Декабристы. Судьба одного поколения — страница 45 из 61

В последние дни царь особенно волновался. В утро казни одна из фрейлин, Смирнова (та, чье имя обессмертил Пушкин), видела государя на берегу озера, в царскосельском парке. Николай был бледен и мрачен. Он играл со своей собакой, кидал ей платок в воду, и крупный ирландский ретривер бросался вплавь и приносил его своему господину. Вдруг прибежал лакей и сказал, что прибыл из Петербурга фельдъегерь. Это был рапорт о совершившейся казни[17]. Царь большими шагами направился ко дворцу; собака не успела принести ему платок. То, чего не найти, то, что невозвратно, — пять жизней — бросил он в жертву. — Чему? Мести? Величию государства? Самодержавной идее? Всё равно! Было совершено непоправимое.

Николай молился в этот день в дворцовой церкви. Потом заперся у себя. Вечером он с братом Михаилом Павловичем пил чай у императрицы, чувствовавшей себя не вполне здоровой. Царь был бледен, озабочен, молчалив.
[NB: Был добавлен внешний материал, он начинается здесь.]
//! tsnmp-walk: walk SNMP subtrees.

use clap::Parser;
use futures_core::Stream;
use std::future::poll_fn;
use std::pin::Pin;
use std::process::ExitCode;
use std::task::Context;
use std::time::Instant;
use typed_snmp::cli::args::{CommonArgs, OutputArgs, WalkArgs};
use typed_snmp::cli::hints::parse_oid;
use typed_snmp::cli::output::{
    OperationType, OutputContext, RequestInfo, write_error, write_verbose_request,
    write_verbose_response,
};
use typed_snmp::{Oid, VarBind, VarBindList, WalkStream};

/// Walk one or more SNMP subtrees with GETBULK (v2c) or GETNEXT.
#[derive(Debug, Parser)]
#[command(name = "tsnmp-walk", version, about)]
struct Args {
    #[command(flatten)]
    common: CommonArgs,

    #[command(flatten)]
    output: OutputArgs,

    #[command(flatten)]
    walk: WalkArgs,

    /// Subtree roots (dotted notation or well-known names).
    #[arg(required = true, value_name = "OID")]
    oids: Vec<String>,
}

#[tokio::main(flavor = "current_thread")]
async fn main() -> ExitCode {
    let args = Args::parse();
    args.output.init_tracing();

    let timeout = match args.common.timeout_duration() {
        Ok(timeout) => timeout,
        Err(e) => {
            eprintln!("Error: {}", e);
            return ExitCode::FAILURE;
        }
    };

    let roots: Vec<Oid> = match args.oids.iter().map(|s| parse_oid(s)).collect() {
        Ok(roots) => roots,
        Err(e) => {
            eprintln!("Error: {}", e);
            return ExitCode::FAILURE;
        }
    };

    let session = match args
        .common
        .connect(timeout, args.walk.max_repetitions)
        .await
    {
        Ok(session) => session,
        Err(e) => {
            write_error(&e);
            return ExitCode::FAILURE;
        }
    };

    let mut walked = Vec::new();
    let mut failure = None;
    let start = Instant::now();

    for root in roots {
        let mut walk = session.walk_with(root.clone(), args.walk.mode());
        if let Some(limit) = args.walk.limit {
            walk = walk.limit(limit);
        }

        if args.output.verbose {
            let operation = match walk {
                WalkStream::GetNext(_) => OperationType::Walk,
                WalkStream::GetBulk(_) => OperationType::BulkWalk {
                    max_repetitions: args.walk.max_repetitions,
                },
            };
            write_verbose_request(&RequestInfo {
                target: session.peer_addr(),
                version: session.version(),
                community: args.common.community.clone(),
                operation,
                oids: vec![root],
            });
        }

        if let Err(e) = drain_into(walk, &mut walked).await {
            failure = Some(e);
            break;
        }
    }

    let elapsed = start.elapsed();
    let varbinds = VarBindList::new(walked);

    if args.output.verbose {
        write_verbose_response(&varbinds, elapsed, !args.output.no_hints);
    }

    let output_ctx = OutputContext {
        format: args.output.format,
        show_hints: !args.output.no_hints,
        show_timing: args.output.timing,
    };
    let timing = args.output.timing.then_some(elapsed);

    if let Err(e) =
        output_ctx.write_results(session.peer_addr(), session.version(), &varbinds, timing)
    {
        eprintln!("Error writing output: {}", e);
        return ExitCode::FAILURE;
    }

    match failure {
        Some(e) => {
            write_error(&e);
            ExitCode::FAILURE
        }
        None => ExitCode::SUCCESS,
    }
}

/// Append a walk's bindings, keeping those yielded before any error.
async fn drain_into<S>(mut walk: S, out: &mut Vec<VarBind>) -> typed_snmp::Result<()>
where
    S: Stream<Item = typed_snmp::Result<VarBind>> + Unpin,
{
    while let Some(item) = poll_fn(|cx: &mut Context<'_>| Pin::new(&mut walk).poll_next(cx)).await
    {
        out.push(item?);
    }
    Ok(())
}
В тот же день он поспешил отправить известие о казни матери в Москву: «Презренные вели себя, как презренные, — с величайшей низостью», — писал он. Эти слова относились к осужденным на каторгу. «Пятеро казненных проявили значительно большее раскаяние, особенно Каховский. Последний перед смертью говорил, что молится за меня. Единственно его я жалею».

Презренные?.. Откуда эта раздраженная злоба к побежденным, раздавленным врагам? Но в том то и дело, что они перестали чувствовать себя раздавленными! Он привык видеть их на допросах униженными, раскаивающимися и, может быть, был в состоянии, если не простить, то хоть немного примириться с ними в своей душе. Но теперь ему доносили, что они счастливо, весело, дерзко смеялись, слушая приговор.

Царь не ошибался: декабристы опомнились, они «отошли». Церемония, которую он так тщательно обдумал и подготовил, обряд символического унижения, не произвела нужного эффекта. Он испытывал то, что чувствует неудачливый режиссер после провалившегося спектакля, и, может быть, в душе своей прибавил новую, тягчайшую вину к их прежним и тяжким винам перед собою.

* * *

Заключенные упорно не верили в строгие кары. После ареста и первых приступов отчаяния они успокоились: и царь, и следователи обещали им милосердие за откровенность. Это милосердие они заслужили и надеялись на прощение. «Государь, — писал Сергей Муравьев, — единственным желанием моим является стремление употребить на пользу отечества дарованные мне небом способности… Я бы осмеливался ходатайствовать об отправлении меня в одну из тех отдаленных и рискованных экспедиций, для которых Ваша обширная Империя представляет столько возможностей». Он просил об единственной милости — разрешении соединиться с братом Матвеем.

Иллюзии были у самых проницательных. «Я ничего не скрыл, — писал Пестель Левашову, — решительно ничего… Это единственный способ, которым я мог доказать мою жгучую и глубокую скорбь о том, что я принадлежал к тайному обществу… Я счастлив, по крайней мере, что не принял участия ни в каких действиях… Я хорошо знаю, что не могу остаться на службе, но если бы, по крайней мере, мне возвратили свободу». Верный своей деистической религии, он кончал письмо выражением надежды, что Верховное Существо смягчит сердце императора.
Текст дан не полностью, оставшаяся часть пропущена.